impl<S: Send + Sync + 'static> StateProcessor<S> {
    /// Create a processor seeded with an initial state.
    pub fn new(initial: S) -> Self {
        let initial = Arc::new(initial);
        Self {
            queue: MutationQueue::new(),
            current: Mutex::new(Arc::clone(&initial)),
            published: RwLock::new(initial),
            subscriptions: SubscriptionManager::new(),
            running: AtomicBool::new(false),
            next_pass: AtomicU64::new(1),
            totals: Mutex::new(PassSummary::default()),
        }
    }

    pub fn queue(&self) -> &MutationQueue<S> {
        &self.queue
    }

    pub fn subscriptions(&self) -> &SubscriptionManager<S> {
        &self.subscriptions
    }

    /// Latest published state. May lag behind queued transforms.
    pub fn snapshot(&self) -> Arc<S> {
        Arc::clone(&self.published.read())
    }

    /// True while a pass is executing.
    pub fn is_running(&self) -> bool {
        self.running.load(Ordering::Acquire)
    }

    /// Cumulative counts over every pass run so far.
    pub fn totals(&self) -> PassSummary {
        *self.totals.lock()
    }

    /// Queue a transform. Returns false, dropping the operation, once closed.
    pub fn enqueue_set(&self, op: SetOperation<S>) -> bool {
        self.queue.enqueue_set(op).is_ok()
    }

    /// Queue a read. Returns false, dropping the operation, once closed.
    pub fn enqueue_get(&self, op: GetOperation<S>) -> bool {
        self.queue.enqueue_get(op).is_ok()
    }

    pub fn is_closed(&self) -> bool {
        self.queue.is_closed()
    }

    /// Run passes until the queue is observed empty.
    ///
    /// Returns an idle summary with zero passes if another pass is already
    /// running on a different thread (or further up this thread's stack).
    pub fn process_pending(&self) -> PassSummary {
        let mut summary = PassSummary::default();
        loop {
            if self
                .running
                .compare_exchange(false, true, Ordering::AcqRel, Ordering::Acquire)
                .is_err()
            {
                trace!("processing pass already running");
                return summary;
            }

            let pass = PassId(self.next_pass.fetch_add(1, Ordering::Relaxed));
            {
                let _guard = RunningGuard(&self.running);
                summary.absorb(self.run_pass(pass));
            }

            // An enqueue that lost the CAS above is visible here.
            if !self.queue.has_pending() {
                return summary;
            }
        }
    }

    fn run_pass(&self, pass: PassId) -> PassSummary {
        let mut summary = PassSummary {
            passes: 1,
            ..Default::default()
        };
        let mut current = self.current.lock();

        loop {
            if let Some(batch) = self.queue.drain_all_sets() {
                summary.batches += 1;
                let mut changed = false;

                for (index, op) in batch.into_iter().enumerate() {
                    let state: &S = &current;
                    match guarded(|| op(state)) {
                        Ok(next) => {
                            *current = Arc::new(next);
                            summary.transforms_applied += 1;
                            changed = true;
                        }
                        Err(failure) => {
                            summary.transforms_failed += 1;
                            self.report(ProcessingError::Transform {
                                pass,
                                index,
                                failure,
                            });
                        }
                    }
                }

                if changed {
                    let previous =
                        mem::replace(&mut *self.published.write(), Arc::clone(&current));
                    // Released outside the lock so readers never wait on a drop of S.
                    drop(previous);
                    self.subscriptions.publish(&current, pass);
                    summary.publications += 1;
                }
            }

            // Stops early once a transform is queued, so no read overtakes it.
            while let Some(op) = self.queue.dequeue_get_if_no_sets() {
                let index = (summary.reads_served + summary.reads_failed) as usize;
                let state: &S = &current;
                match guarded(|| op(state)) {
                    Ok(()) => summary.reads_served += 1,
                    Err(failure) => {
                        summary.reads_failed += 1;
                        self.report(ProcessingError::ReadCallback {
                            pass,
                            index,
                            failure,
                        });
                    }
                }
            }

            if !self.queue.has_pending() {
                break;
            }
        }
        drop(current);

        if summary.is_idle() {
            trace!(%pass, "idle processing pass");
        } else {
            debug!(
                %pass,
                batches = summary.batches,
                applied = summary.transforms_applied,
                failed = summary.failures(),
                reads = summary.reads_served,
                "processing pass complete"
            );
        }
        self.totals.lock().absorb(summary);
        summary
    }

    fn report(&self, error: ProcessingError) {
        warn!(pass = %error.pass(), error = %error, "queued operation failed");
        self.subscriptions.report(&error);
    }

    /// Refuse further operations and drop everything still queued.
    ///
    /// Returns the number of operations dropped, or `None` if already closed.
    pub fn close(&self) -> Option<usize> {
        self.queue.close()
    }
}

/// Run an operation, turning a panic into a failure.
fn guarded<T, F>(op: F) -> Result<T, OperationFailure>
where
    F: FnOnce() -> Result<T, OperationFailure>,
{
    match panic::catch_unwind(AssertUnwindSafe(op)) {
        Ok(result) => result,
        Err(payload) => Err(OperationFailure::from_panic(payload)),
    }
}

#[cfg(test)]
mod tests {
    use super::*;
    use std::sync::atomic::AtomicUsize;
    use std::thread;

    fn set(f: impl FnOnce(&i64) -> i64 + Send + 'static) -> SetOperation<i64> {
        Box::new(move |s: &i64| Ok(f(s)))
    }

    fn failing_set(msg: &'static str) -> SetOperation<i64> {
        Box::new(move |_: &i64| Err(OperationFailure::from_error(msg)))
    }

    fn get(f: impl FnOnce(&i64) + Send + 'static) -> GetOperation<i64> {
        Box::new(move |s: &i64| {
            f(s);
            Ok(())
        })
    }

    #[test]
    fn test_transforms_fold_in_order() {
        let processor = StateProcessor::new(1i64);
        processor.enqueue_set(set(|s| s + 2));
        processor.enqueue_set(set(|s| s * 5));
        processor.enqueue_set(set(|s| s - 4));

        let summary = processor.process_pending();
        assert_eq!(*processor.snapshot(), 11);
        assert_eq!(summary.passes, 1);
        assert_eq!(summary.batches, 1);
        assert_eq!(summary.transforms_applied, 3);
        assert_eq!(summary.publications, 1);
    }

    #[test]
    fn test_empty_queue_pass_publishes_nothing() {
        let processor = StateProcessor::new(0i64);
        let notified = Arc::new(AtomicUsize::new(0));
        let counter = Arc::clone(&notified);
        processor.subscriptions().subscribe(move |_| {
            counter.fetch_add(1, Ordering::SeqCst);
        });

        let summary = processor.process_pending();
        assert!(summary.is_idle());
        assert_eq!(summary.publications, 0);
        assert_eq!(notified.load(Ordering::SeqCst), 0);
    }

    #[test]
    fn test_failed_transform_is_skipped() {
        let processor = StateProcessor::new(0i64);
        let errors = Arc::new(Mutex::new(Vec::new()));
        let sink = Arc::clone(&errors);
        processor
            .subscriptions()
            .subscribe_errors(move |e| sink.lock().push(e.clone()));

        processor.enqueue_set(set(|s| s + 1));
        processor.enqueue_set(failing_set("rejected"));
        processor.enqueue_set(set(|s| s * 2));

        let summary = processor.process_pending();
        assert_eq!(*processor.snapshot(), 2);
        assert_eq!(summary.transforms_applied, 2);
        assert_eq!(summary.transforms_failed, 1);

        let errors = errors.lock();
        assert_eq!(errors.len(), 1);
        assert!(matches!(
            &errors[0],
            ProcessingError::Transform { index: 1, failure: OperationFailure::Error(msg), .. }
                if msg == "rejected"
        ));
    }

    #[test]
    fn test_panicking_transform_keeps_previous_state() {
        let processor = StateProcessor::new(10i64);
        processor.enqueue_set(Box::new(|_: &i64| panic!("bad transform")));

        let summary = processor.process_pending();
        assert_eq!(summary.transforms_failed, 1);
        assert_eq!(summary.publications, 0);
        assert_eq!(*processor.snapshot(), 10);
        assert!(!processor.is_running());
    }

    #[test]
    fn test_reads_see_all_prior_transforms() {
        let processor = StateProcessor::new(0i64);
        let seen = Arc::new(Mutex::new(Vec::new()));

        processor.enqueue_set(set(|s| s + 1));
        let log = Arc::clone(&seen);
        processor.enqueue_get(get(move |s| log.lock().push(*s)));
        processor.enqueue_set(set(|s| s + 10));
        let log = Arc::clone(&seen);
        processor.enqueue_get(get(move |s| log.lock().push(*s)));

        processor.process_pending();
        // Sets are flushed before any read is served
        assert_eq!(*seen.lock(), vec![11, 11]);
    }

    #[test]
    fn test_read_that_enqueues_transform_is_drained_in_same_call() {
        let processor = Arc::new(StateProcessor::new(0i64));
        let inner = Arc::clone(&processor);
        processor.enqueue_get(get(move |_| {
            inner.enqueue_set(set(|s| s + 7));
        }));

        let summary = processor.process_pending();
        assert_eq!(*processor.snapshot(), 7);
        assert_eq!(summary.passes, 1);
        assert_eq!(summary.batches, 1);
        assert_eq!(summary.reads_served, 1);
    }

    #[test]
    fn test_read_queued_behind_transform_from_callback() {
        let processor = Arc::new(StateProcessor::new(0i64));
        let seen = Arc::new(Mutex::new(Vec::new()));

        let inner = Arc::clone(&processor);
        let log = Arc::clone(&seen);
        processor.enqueue_get(get(move |_| {
            inner.enqueue_set(set(|s| s + 1));
            let log = Arc::clone(&log);
            inner.enqueue_get(get(move |s| log.lock().push(*s)));
        }));
        // Already queued before the callback ran
        let log = Arc::clone(&seen);
        processor.enqueue_get(get(move |s| log.lock().push(*s)));

        processor.process_pending();
        assert_eq!(*seen.lock(), vec![1, 1]);
    }

    #[test]
    fn test_reentrant_process_is_noop() {
        let processor = Arc::new(StateProcessor::new(0i64));
        let inner = Arc::clone(&processor);
        let nested = Arc::new(Mutex::new(None));
        let out = Arc::clone(&nested);
        processor.enqueue_get(get(move |_| {
            *out.lock() = Some(inner.process_pending());
        }));

        processor.process_pending();
        let nested = nested.lock().take().unwrap();
        assert_eq!(nested.passes, 0);
    }

    #[test]
    fn test_failing_read_does_not_block_later_reads() {
        let processor = StateProcessor::new(3i64);
        let seen = Arc::new(Mutex::new(Vec::new()));

        processor.enqueue_get(Box::new(|_: &i64| panic!("reader crashed")));
        let log = Arc::clone(&seen);
        processor.enqueue_get(get(move |s| log.lock().push(*s)));

        let summary = processor.process_pending();
        assert_eq!(summary.reads_failed, 1);
        assert_eq!(summary.reads_served, 1);
        assert_eq!(*seen.lock(), vec![3]);
    }

    #[test]
    fn test_closed_processor_refuses_operations() {
        let processor = StateProcessor::new(0i64);
        assert!(processor.enqueue_set(set(|s| s + 1)));
        assert_eq!(processor.close(), Some(1));

        assert!(processor.is_closed());
        assert!(!processor.enqueue_set(set(|s| s + 1)));
        assert!(!processor.enqueue_get(get(|_| {})));
        assert!(processor.process_pending().is_idle());
        assert_eq!(processor.close(), None);
    }

    #[test]
    fn test_snapshot_not_blocked_by_dropping_old_state() {
        use crossbeam_channel::{bounded, Receiver, Sender};
        use std::time::Duration;

        struct Tracked {
            value: i64,
            on_drop: Mutex<Option<(Sender<()>, Receiver<()>)>>,
        }

        impl Drop for Tracked {
            fn drop(&mut self) {
                if let Some((entered, release)) = self.on_drop.lock().take() {
                    let _ = entered.send(());
                    let _ = release.recv();
                }
            }
        }

        let (entered_tx, entered_rx) = bounded(1);
        let (release_tx, release_rx) = bounded(1);
        let processor = Arc::new(StateProcessor::new(Tracked {
            value: 0,
            on_drop: Mutex::new(Some((entered_tx, release_rx))),
        }));
        processor.enqueue_set(Box::new(|s: &Tracked| {
            Ok(Tracked {
                value: s.value + 1,
                on_drop: Mutex::new(None),
            })
        }));

        let runner = {
            let processor = Arc::clone(&processor);
            thread::spawn(move || processor.process_pending())
        };
        entered_rx.recv_timeout(Duration::from_secs(5)).unwrap();

        // The old state is mid-drop; readers must still get through
        let (seen_tx, seen_rx) = bounded(1);
        let reader = {
            let processor = Arc::clone(&processor);
            thread::spawn(move || {
                let _ = seen_tx.send(processor.snapshot().value);
            })
        };
        let seen = seen_rx.recv_timeout(Duration::from_secs(5));

        release_tx.send(()).unwrap();
        runner.join().unwrap();
        reader.join().unwrap();
        assert_eq!(seen.unwrap(), 1);
    }

    #[test]
    fn test_concurrent_process_calls_single_writer() {
        let processor = Arc::new(StateProcessor::new(0i64));
        let active = Arc::new(AtomicUsize::new(0));
        let overlap = Arc::new(AtomicBool::new(false));

        for _ in 0..200 {
            let active = Arc::clone(&active);
            let overlap = Arc::clone(&overlap);
            processor.enqueue_set(set(move |s| {
                if active.fetch_add(1, Ordering::SeqCst) != 0 {
                    overlap.store(true, Ordering::SeqCst);
                }
                thread::yield_now();
                active.fetch_sub(1, Ordering::SeqCst);
                s + 1
            }));
        }

        let workers: Vec<_> = (0..4)
            .map(|_| {
                let processor = Arc::clone(&processor);
                thread::spawn(move || processor.process_pending())
            })
            .collect();
        for w in workers {
            w.join().unwrap();
        }
        processor.process_pending();

        assert!(!overlap.load(Ordering::SeqCst));
        assert_eq!(*processor.snapshot(), 200);
        assert_eq!(processor.totals().transforms_applied, 200);
    }
}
★ ★ ★ ★ ★
**Work request:**
All lines that contain the word "rejected" must be copied from the records above.

**Output for this exercise:**
        processor.enqueue_set(failing_set("rejected"));
                if msg == "rejected"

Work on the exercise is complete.